Phil Lesh, the bassist and founding member of the ultimate San Francisco jam band The Grateful Dead, died today. He was 84.
His death was announced on his official Instagram page.
“Phil Lesh, bassist and founding member of The Grateful Dead, passed peacefully this morning,” the Instagram statement reads. “He was surrounded by his family and full of love. Phil brought immense joy to everyone around him and leaves behind a legacy of music and love. We request that you respect the Lesh family’s privacy at this time.”
Born Philip Chapman Lesh on March 15, 1940, in Berkeley, California, Lesh played the bass for the Dead from the band’s launching in 1965 through its break-up in 1995. He continued playing and touring with his own project, Phil Lesh and Friends, and in 2009 embarked on a five-year musical venture called Furthur with his former Dead bandmate Bob Weir.
Though Lesh hadn’t been touring as exhaustively in recent years, he continued to perform with family members as late as this year.
Lesh was attending – briefly – the University of California, Berkeley in 1961 when he met the future Grateful Dead keyboardist Tom Constanten, and soon enough met a young banjo player named Jerry Garcia. By 1964 Lesh was recruited by Garcia to join his new band The Warlocks, which was in need of a bass player. Despite the fact that Lesh played violin and trumpet, he signed on and would remain so until the Dead’s dissolution following Garcia’s death in 1995.
DEADLINE RELATED VIDEO
The Dead instantly became one of the leading bands of the burgeoning San Francisco Psychedelic Music scene, along with The Jefferson Airplane, Big Brother and the Holding Company with Janis Joplin, Quicksilver Messenger Service, Country Joe and the Fish and The Charlatans. The bands and the San Francisco sound would reach international fame with the success of the 1967 Monterey Pop Festival.
The Dead, in particular, would go on to have a fiercely devoted and long-lived fandom, even as the band didn’t enjoy the radio success of the Airplane or Big Brother until 1987’s surprise hit Touch of Grey.
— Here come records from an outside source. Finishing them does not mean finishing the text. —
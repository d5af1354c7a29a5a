use plotters::coord::Shift;
use plotters::prelude::*;
use std::fs::File;
use std::io::{BufRead, BufReader};
use std::path::Path;
use tracing::{debug, info};

pub mod error;
pub mod plot;

pub use error::PlotError;

pub const VERSION: Option<&'static str> = option_env!("CARGO_PKG_VERSION");

pub const DEFAULT_CSVIN: &str = "recovery_times.csv";
pub const DEFAULT_PNGOUT: &str = "recovery_graph.png";

pub const COL_INSTANCES: &str = "num_instances";
pub const COL_RECOVERY: &str = "recovery_time_sec";

pub const TITLE: &str = "Number of Instances vs. Time Taken for Recovery";
pub const X_DESC: &str = "Number of Instances";
pub const Y_DESC: &str = "Recovery Time (Seconds)";

/// width and height of the png, in pixels
pub const PNG_SIZE: (u32, u32) = (1200, 800);

type Result<T> = std::result::Result<T, PlotError>;

/// Reads the csv at `csvin` and plots it to the png at `pngout`,
/// overwriting any previous png.
/// Nothing is written when the csv cannot be loaded or the chart cannot be drawn.
pub fn run(csvin: &Path, pngout: &Path) -> Result<()> {
    info!("read data from {} and plot to {}", csvin.display(), pngout.display());
    let rt = RecoveryTimes::from_csv(csvin)?;
    rt.plot_png(pngout)
}

/// The recovery time series, one entry per csv row, in file order
#[derive(Debug, Clone, PartialEq)]
pub struct RecoveryTimes {
    pub instances: Vec<f64>,
    pub recovery: Vec<f64>,
}

impl RecoveryTimes {
    pub fn new(capacity: usize) -> RecoveryTimes {
        RecoveryTimes {
            instances: Vec::with_capacity(capacity),
            recovery: Vec::with_capacity(capacity),
        }
    }

    /// Init from the csv at the given path, see `from_reader`
    pub fn from_csv(fin: &Path) -> Result<RecoveryTimes> {
        let file = File::open(fin).map_err(|source| PlotError::Read {
            path: fin.to_path_buf(),
            source,
        })?;
        let rt = RecoveryTimes::from_reader(BufReader::new(file))?;
        debug!("loaded {} rows from {}", rt.len(), fin.display());
        Ok(rt)
    }

    /// Init from csv text with a header line.
    /// The two columns are looked up by name, other columns are ignored.
    /// Fields may be double-quoted, commas inside quotes do not split them.
    /// Blank lines are skipped.
    /// Fails on the first row with a missing or non-numeric value,
    /// and when there are no data rows at all.
    pub fn from_reader<R: BufRead>(reader: R) -> Result<RecoveryTimes> {
        let mut lines = reader.lines().enumerate();

        let header = loop {
            match lines.next() {
                Some((_, l)) => {
                    let l = l?;
                    if !l.trim().is_empty() {
                        break l;
                    }
                }
                None => return Err(PlotError::EmptyHeader),
            }
        };
        let columns = split_fields(header.trim_start_matches('\u{feff}'));
        let col_index = |name: &'static str| {
            columns
                .iter()
                .position(|c| c == name)
                .ok_or(PlotError::MissingColumn { column: name })
        };
        let ix = col_index(COL_INSTANCES)?;
        let iy = col_index(COL_RECOVERY)?;

        let mut rt = RecoveryTimes::new(64);
        for (i, l) in lines {
            let l = l?;
            if l.trim().is_empty() {
                continue;
            }
            let line = i + 1;
            let fields = split_fields(&l);
            let value = |idx: usize, column: &'static str| {
                let raw = fields.get(idx).map(String::as_str).unwrap_or_default();
                parse_value(raw).ok_or_else(|| PlotError::InvalidValue {
                    line,
                    column,
                    value: raw.to_string(),
                })
            };
            let x = value(ix, COL_INSTANCES)?;
            let y = value(iy, COL_RECOVERY)?;
            rt.instances.push(x);
            rt.recovery.push(y);
        }

        if rt.is_empty() {
            return Err(PlotError::EmptyDataset);
        }
        Ok(rt)
    }

    pub fn len(&self) -> usize {
        self.instances.len()
    }

    pub fn is_empty(&self) -> bool {
        self.instances.is_empty()
    }

    /// (num_instances, recovery_time_sec) in row order, as drawn on the chart
    pub fn points(&self) -> impl Iterator<Item = (f64, f64)> + '_ {
        self.instances
            .iter()
            .zip(self.recovery.iter())
            .map(|(&x, &y)| (x, y))
    }

    /// plots the series to a png, creating or overwriting the file
    pub fn plot_png(&self, fout: &Path) -> Result<()> {
        write_png(fout, |root| self.plot_on(root))?;
        info!("wrote {} points to {}", self.len(), fout.display());
        Ok(())
    }

    /// Draws line and circle markers with title, axis descriptions and grid
    /// on any drawing area; the caller presents it.
    pub fn plot_on<DB: DrawingBackend>(&self, root: &DrawingArea<DB, Shift>) -> Result<()> {
        let (xmin, xmax) = min_and_max(&self.instances[..]).ok_or(PlotError::EmptyDataset)?;
        let (ymin, ymax) = min_and_max(&self.recovery[..]).ok_or(PlotError::EmptyDataset)?;
        let (xmin, xmax) = axis_range(xmin, xmax);
        let (ymin, ymax) = axis_range(ymin, ymax);
        debug!(xmin, xmax, ymin, ymax, "axis ranges");

        root.fill(&WHITE).map_err(drawing_err)?;
        let mut chart = ChartBuilder::on(root)
            .caption(TITLE, ("sans-serif", 40))
            .margin(20)
            .x_label_area_size(60)
            .y_label_area_size(100)
            .build_cartesian_2d(xmin..xmax, ymin..ymax)
            .map_err(drawing_err)?;
        chart
            .configure_mesh()
            .light_line_style(&RGBColor(230, 230, 230))
            .bold_line_style(RGBColor(180, 180, 180).stroke_width(1))
            .label_style(("sans-serif", 24))
            .x_desc(X_DESC)
            .y_desc(Y_DESC)
            .x_label_formatter(&|x: &f64| format_tick(*x))
            .y_label_formatter(&|y: &f64| format_tick(*y))
            .draw()
            .map_err(drawing_err)?;

        let color = RGBColor(31, 119, 180);
        chart
            .draw_series(LineSeries::new(self.points(), color.stroke_width(2)))
            .map_err(drawing_err)?;
        chart
            .draw_series(self.points().map(|p| Circle::new(p, 6, color.filled())))
            .map_err(drawing_err)?;
        Ok(())
    }
}

impl std::fmt::Display for RecoveryTimes {
    fn fmt(&self, f: &mut std::fmt::Formatter<'_>) -> std::fmt::Result {
        writeln!(f, "{},{}", COL_INSTANCES, COL_RECOVERY)?;
        for (x, y) in self.instances.iter().zip(self.recovery.iter()) {
            writeln!(f, "{},{}", x, y)?
        }
        Ok(())
    }
}

/// Draws into an in-memory bitmap and encodes it to `fout` only when `draw` succeeds,
/// so a failed drawing leaves any previous file as it was.
pub fn write_png<F>(fout: &Path, draw: F) -> Result<()>
where
    F: FnOnce(&DrawingArea<BitMapBackend<'_>, Shift>) -> Result<()>,
{
    let (w, h) = PNG_SIZE;
    let mut buf = vec![0u8; (w * h * 3) as usize];
    {
        let root = BitMapBackend::with_buffer(&mut buf, PNG_SIZE).into_drawing_area();
        draw(&root)?;
        root.present().map_err(drawing_err)?;
    }
    image::save_buffer_with_format(
        fout,
        &buf,
        w,
        h,
        image::ColorType::Rgb8,
        image::ImageFormat::Png,
    )
    .map_err(|e| PlotError::Write {
        path: fout.to_path_buf(),
        message: e.to_string(),
    })
}

fn drawing_err<E: std::error::Error>(e: E) -> PlotError {
    PlotError::Drawing(e.to_string())
}

/// Splits one csv line; fields are trimmed, surrounding double quotes removed
/// and "" inside quotes read as a single quote.
fn split_fields(line: &str) -> Vec<String> {
    let mut fields = Vec::new();
    let mut field = String::new();
    let mut in_quotes = false;
    let mut chars = line.chars().peekable();
    while let Some(c) = chars.next() {
        match c {
            '"' if in_quotes && chars.peek() == Some(&'"') => {
                field.push('"');
                chars.next();
            }
            '"' => in_quotes = !in_quotes,
            ',' if !in_quotes => {
                fields.push(field.trim().to_string());
                field.clear();
            }
            _ => field.push(c),
        }
    }
    fields.push(field.trim().to_string());
    fields
}

/// any finite number
fn parse_value(s: &str) -> Option<f64> {
    s.parse::<f64>().ok().filter(|v| v.is_finite())
}

fn format_tick(v: f64) -> String {
    if v.fract() == 0. {
        format!("{:.0}", v)
    } else {
        format!("{:.1}", v)
    }
}

/// None for an empty slice
pub fn min_and_max<T: std::cmp::PartialOrd + Copy>(s: &[T]) -> Option<(T, T)> {
    let mut self_iter = s.iter();
    let (mut min, mut max) = match self_iter.next() {
        Some(v) => (*v, *v),
        None => return None,
    };
    for es in self_iter {
        if *es > max {
            max = *es
        }
        if *es < min {
            min = *es
        }
    }
    Some((min, max))
}

/// pads the data range by 5% on both sides;
/// a zero span is widened to at least +-1 around the value
pub fn axis_range(min: f64, max: f64) -> (f64, f64) {
    let span = max - min;
    let margin = if span > 0. {
        span / 20.
    } else {
        (min.abs() / 20.).max(1.)
    };
    (min - margin, max + margin)
}
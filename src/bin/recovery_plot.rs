use recovery_plot::plot::parse_cli;
use tracing_subscriber::EnvFilter;

/// logs go to stderr; RUST_LOG wins over the default level, -v forces debug
fn init_tracing(verbose: bool) {
    let filter = if verbose {
        EnvFilter::new("debug")
    } else {
        EnvFilter::try_from_default_env().unwrap_or_else(|_| EnvFilter::new("info"))
    };
    tracing_subscriber::fmt()
        .with_env_filter(filter)
        .with_writer(std::io::stderr)
        .init();
}

fn main() {
    let args = parse_cli();
    init_tracing(args.verbose);
    if let Err(e) = recovery_plot::run(&args.csvin, &args.pngout) {
        eprintln!("Error: {}", e);
        std::process::exit(1);
    }
}
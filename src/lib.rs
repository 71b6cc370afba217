//! Spatial neighborhood motif mining for single-cell datasets
//!
//! Cells carry 2D/3D coordinates, a cell-type label and a region. For a
//! center cell type the engine collects neighborhoods (k nearest neighbors or
//! a radius), mines cell-type sets that occur frequently around the centers,
//! and tests candidate motifs for enrichment with a hypergeometric test.

#![forbid(unsafe_code)]

/// Engine, transaction bitsets, caching and cancellation
pub mod algorithm;
/// Neighborhood extraction, pattern mining and enrichment testing
pub mod analysis;
/// Input/output operations and error handling
pub mod io;
/// Hypergeometric law and multiple-testing correction
pub mod math;
/// Dataset registry and request handling for service layers
pub mod service;
/// Datasets, regions and the kd-tree spatial index
pub mod spatial;

pub use algorithm::cancellation::CancellationToken;
pub use algorithm::engine::{MotifEngine, PatternSupport};
pub use analysis::enrichment::{Alternative, EnrichmentOptions, EnrichmentRecord};
pub use analysis::patterns::Motif;
pub use io::error::{ErrorKind, MotifError, Result};
pub use math::correction::CorrectionMethod;
pub use spatial::{CellRecord, SpatialParams};
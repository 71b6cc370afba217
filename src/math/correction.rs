//! Multiple-testing correction for families of enrichment p-values

use serde::{Deserialize, Serialize};

/// Procedure used to adjust p-values when several patterns are tested together
#[derive(
    Debug, Clone, Copy, PartialEq, Eq, Hash, Default, Serialize, Deserialize, clap::ValueEnum,
)]
#[serde(rename_all = "snake_case")]
pub enum CorrectionMethod {
    /// Report raw p-values unchanged
    #[default]
    None,
    /// Multiply by the family size (family-wise error rate)
    Bonferroni,
    /// Holm step-down procedure (family-wise error rate, uniformly more powerful)
    Holm,
    /// Benjamini-Hochberg step-up procedure (false discovery rate)
    #[serde(alias = "fdr_bh", alias = "bh")]
    BenjaminiHochberg,
}

/// Adjust a family of p-values, preserving input order
///
/// Ties keep their input order when ranking, so the adjustment is deterministic.
pub fn adjust_p_values(p_values: &[f64], method: CorrectionMethod) -> Vec<f64> {
    let m = p_values.len();
    if m == 0 {
        return Vec::new();
    }

    match method {
        CorrectionMethod::None => p_values.to_vec(),
        CorrectionMethod::Bonferroni => p_values
            .iter()
            .map(|&p| (p * m as f64).min(1.0))
            .collect(),
        CorrectionMethod::Holm => holm(p_values),
        CorrectionMethod::BenjaminiHochberg => benjamini_hochberg(p_values),
    }
}

fn ascending_order(p_values: &[f64]) -> Vec<usize> {
    let mut order: Vec<usize> = (0..p_values.len()).collect();
    order.sort_by(|&a, &b| {
        let pa = p_values.get(a).copied().unwrap_or(1.0);
        let pb = p_values.get(b).copied().unwrap_or(1.0);
        pa.total_cmp(&pb)
    });
    order
}

fn holm(p_values: &[f64]) -> Vec<f64> {
    let m = p_values.len();
    let mut adjusted = vec![1.0; m];
    let mut running_max: f64 = 0.0;

    for (rank, &index) in ascending_order(p_values).iter().enumerate() {
        let p = p_values.get(index).copied().unwrap_or(1.0);
        let scaled = (p * (m - rank) as f64).min(1.0);
        running_max = running_max.max(scaled);
        if let Some(slot) = adjusted.get_mut(index) {
            *slot = running_max;
        }
    }

    adjusted
}

fn benjamini_hochberg(p_values: &[f64]) -> Vec<f64> {
    let m = p_values.len();
    let mut adjusted = vec![1.0; m];
    let mut running_min: f64 = 1.0;

    // Step-up: walk from the largest p-value down, keeping adjusted values monotone
    for (rank, &index) in ascending_order(p_values).iter().enumerate().rev() {
        let p = p_values.get(index).copied().unwrap_or(1.0);
        let scaled = p * m as f64 / (rank + 1) as f64;
        running_min = running_min.min(scaled);
        if let Some(slot) = adjusted.get_mut(index) {
            *slot = running_min;
        }
    }

    adjusted
}
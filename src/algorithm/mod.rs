/// Fixed-size bitsets over transactions for vertical mining
pub mod bitset;
/// Memoization of background neighborhood extraction
pub mod cache;
/// Cooperative cancellation tokens
pub mod cancellation;
/// Per-dataset motif mining engine
pub mod engine;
Still, fueled by Lesh’s bass lines and, at least in the early years of the group, his high vocal harmonies, the Dead would develop a large repertoire of fan favorites like “Friend of the Devil,” “Ripple,” “Uncle John’s Band,” “Casey Jones,” “Sugar Magnolia,” and, with Lesh on lead vocals, “Unbroken Chain.” Lesh co-wrote some of the band’s most beloved and enduring songs, “Truckin’,” “Box of Rain,” “Dark Star” and “Cumberland Blues.”
In its most celebrated ’60s line-up, the band featured Lesh on bass, Garcia on lead guitar, Bob Weir on rhythm guitar, Bill Kreutzmann (and later Mickey Hart) on drums and, until 1972, keyboard player Ron “Pigpen” McKernan. With McKernan’s departure (he died the following year), keyboard duties were assumed by Lesh’s old college friend Constanten.
The Dead was inducted into The Rock and Roll Hall of Fame in 1994.
After the Grateful Dead broke up, Lesh participated in various related bands including The Dead and The Other Ones, as well as his own band Phil Lesh and Friends. He often performed with his sons Grahame and Brian in a group he called the Terrapin Family Band.
In 2005, Lesh published his memoir Searching for the Sound: My Life with the Grateful Dead.
Lesh had suffered ill health over the years, including Hepatitis C and, in 2006, prostate cancer. In more recent years he was treated for bladder cancer and underwent back surgery.
Complete information on survivors was not immediately available.